Collected data entries
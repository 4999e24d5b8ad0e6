//! Human-readable reminder text for classified tasks.

use chrono::NaiveDateTime;
use serde::{Deserialize, Serialize};

use crate::error::ValidationError;
use crate::quality::QualityTask;
use crate::window::{classify_with_lead, ReminderPhase};

/// Canned reminder line for `phase`.
///
/// `scheduled_time` is the task's due time as shown to the operator.
pub fn reminder_message(title: &str, scheduled_time: &str, phase: ReminderPhase) -> String {
    match phase {
        ReminderPhase::Upcoming => format!("{title} is scheduled for {scheduled_time}"),
        ReminderPhase::CanStart => {
            format!("{title} can be started now (due at {scheduled_time})")
        }
        ReminderPhase::DueNow => format!("{title} is due now ({scheduled_time})"),
        ReminderPhase::AlmostLate => {
            format!("{title} is almost late, it was due at {scheduled_time}")
        }
        ReminderPhase::Overdue => format!("{title} is overdue, it was due at {scheduled_time}"),
    }
}

/// A task's phase together with its reminder line.
#[derive(Debug, Clone, PartialEq, Eq, Serialize, Deserialize)]
pub struct TaskReminder {
    pub task_id: String,
    pub title: String,
    pub scheduled_date: String,
    pub due_time: String,
    pub phase: ReminderPhase,
    pub message: String,
}

/// Classify a stored task at `now` and render its reminder.
///
/// Out-of-order windows are logged and classified anyway.
///
/// # Errors
/// Fails when the task's date or clock fields do not parse.
pub fn task_reminder(
    task: &QualityTask,
    now: NaiveDateTime,
    lead_minutes: u32,
) -> Result<TaskReminder, ValidationError> {
    let window = task.time_window()?;
    if let Err(err) = window.validate_with(lead_minutes) {
        tracing::warn!(task_id = %task.id, %err, "task window out of order");
    }

    let phase = classify_with_lead(now, &window, lead_minutes);
    let due = window.due_time.to_string();
    Ok(TaskReminder {
        task_id: task.id.clone(),
        title: task.title.clone(),
        scheduled_date: task.scheduled_date.clone(),
        message: reminder_message(&task.title, &due, phase),
        due_time: due,
        phase,
    })
}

## Task details
Return, from the data above, each line in which the string "classified" appears.

## Response area
//! Human-readable reminder text for classified tasks.
/// Out-of-order windows are logged and classified anyway.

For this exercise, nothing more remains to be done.